Saved data entries
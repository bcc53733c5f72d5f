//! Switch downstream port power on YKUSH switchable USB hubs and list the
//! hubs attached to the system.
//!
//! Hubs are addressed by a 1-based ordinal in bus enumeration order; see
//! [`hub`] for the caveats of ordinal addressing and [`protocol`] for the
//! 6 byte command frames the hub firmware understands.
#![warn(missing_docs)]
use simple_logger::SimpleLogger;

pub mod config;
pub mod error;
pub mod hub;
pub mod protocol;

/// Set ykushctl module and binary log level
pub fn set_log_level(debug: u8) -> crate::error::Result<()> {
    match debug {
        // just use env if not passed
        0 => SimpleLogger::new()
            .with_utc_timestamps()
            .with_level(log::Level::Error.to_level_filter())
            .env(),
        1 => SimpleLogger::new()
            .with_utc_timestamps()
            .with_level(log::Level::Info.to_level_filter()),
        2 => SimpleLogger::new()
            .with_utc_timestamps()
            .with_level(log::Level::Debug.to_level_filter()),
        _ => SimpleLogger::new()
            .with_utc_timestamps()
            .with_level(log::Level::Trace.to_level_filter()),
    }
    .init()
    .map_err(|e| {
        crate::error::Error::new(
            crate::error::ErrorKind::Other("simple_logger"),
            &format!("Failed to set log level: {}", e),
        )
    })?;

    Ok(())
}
...
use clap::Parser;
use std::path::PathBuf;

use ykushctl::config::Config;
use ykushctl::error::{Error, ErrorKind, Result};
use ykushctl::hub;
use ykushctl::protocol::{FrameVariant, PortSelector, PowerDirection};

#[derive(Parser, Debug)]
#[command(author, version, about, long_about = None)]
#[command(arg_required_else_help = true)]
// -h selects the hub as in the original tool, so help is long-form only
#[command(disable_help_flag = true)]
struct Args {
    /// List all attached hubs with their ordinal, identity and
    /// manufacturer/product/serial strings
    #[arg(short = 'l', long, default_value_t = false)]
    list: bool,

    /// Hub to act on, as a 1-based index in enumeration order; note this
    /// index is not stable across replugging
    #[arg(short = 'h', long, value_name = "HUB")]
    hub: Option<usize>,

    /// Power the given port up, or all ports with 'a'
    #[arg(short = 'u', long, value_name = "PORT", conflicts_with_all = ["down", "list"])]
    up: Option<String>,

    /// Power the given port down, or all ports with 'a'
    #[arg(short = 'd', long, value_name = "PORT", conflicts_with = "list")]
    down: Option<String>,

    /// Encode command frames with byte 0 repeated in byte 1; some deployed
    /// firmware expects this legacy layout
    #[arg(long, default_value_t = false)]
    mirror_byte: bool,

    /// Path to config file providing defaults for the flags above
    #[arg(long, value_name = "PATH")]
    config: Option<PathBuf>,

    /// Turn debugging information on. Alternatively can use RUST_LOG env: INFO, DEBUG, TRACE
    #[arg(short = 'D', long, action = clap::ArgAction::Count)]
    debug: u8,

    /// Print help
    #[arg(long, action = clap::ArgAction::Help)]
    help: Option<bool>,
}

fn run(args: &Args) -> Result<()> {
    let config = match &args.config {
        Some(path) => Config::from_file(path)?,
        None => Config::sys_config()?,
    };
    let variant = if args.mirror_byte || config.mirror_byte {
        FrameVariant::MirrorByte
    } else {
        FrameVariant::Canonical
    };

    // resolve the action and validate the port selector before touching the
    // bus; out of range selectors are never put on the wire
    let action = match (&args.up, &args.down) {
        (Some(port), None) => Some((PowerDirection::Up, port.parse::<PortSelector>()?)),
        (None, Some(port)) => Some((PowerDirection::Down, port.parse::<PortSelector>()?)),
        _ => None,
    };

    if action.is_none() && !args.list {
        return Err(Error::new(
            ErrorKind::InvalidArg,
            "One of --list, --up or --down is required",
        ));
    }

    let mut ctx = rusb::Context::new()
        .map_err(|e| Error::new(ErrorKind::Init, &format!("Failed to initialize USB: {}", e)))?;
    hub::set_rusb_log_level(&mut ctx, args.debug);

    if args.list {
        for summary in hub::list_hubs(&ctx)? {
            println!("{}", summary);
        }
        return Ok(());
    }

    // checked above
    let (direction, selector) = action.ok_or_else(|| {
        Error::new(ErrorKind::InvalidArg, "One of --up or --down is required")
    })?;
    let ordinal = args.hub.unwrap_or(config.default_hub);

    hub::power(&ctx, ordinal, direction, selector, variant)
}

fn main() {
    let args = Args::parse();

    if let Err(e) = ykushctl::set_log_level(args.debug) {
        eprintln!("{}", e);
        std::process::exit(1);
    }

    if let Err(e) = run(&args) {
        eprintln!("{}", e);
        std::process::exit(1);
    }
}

- Work instruction
Search the entries above for "false". Return every line that has it.

- Answer box
    #[arg(short = 'l', long, default_value_t = false)]
    #[arg(long, default_value_t = false)]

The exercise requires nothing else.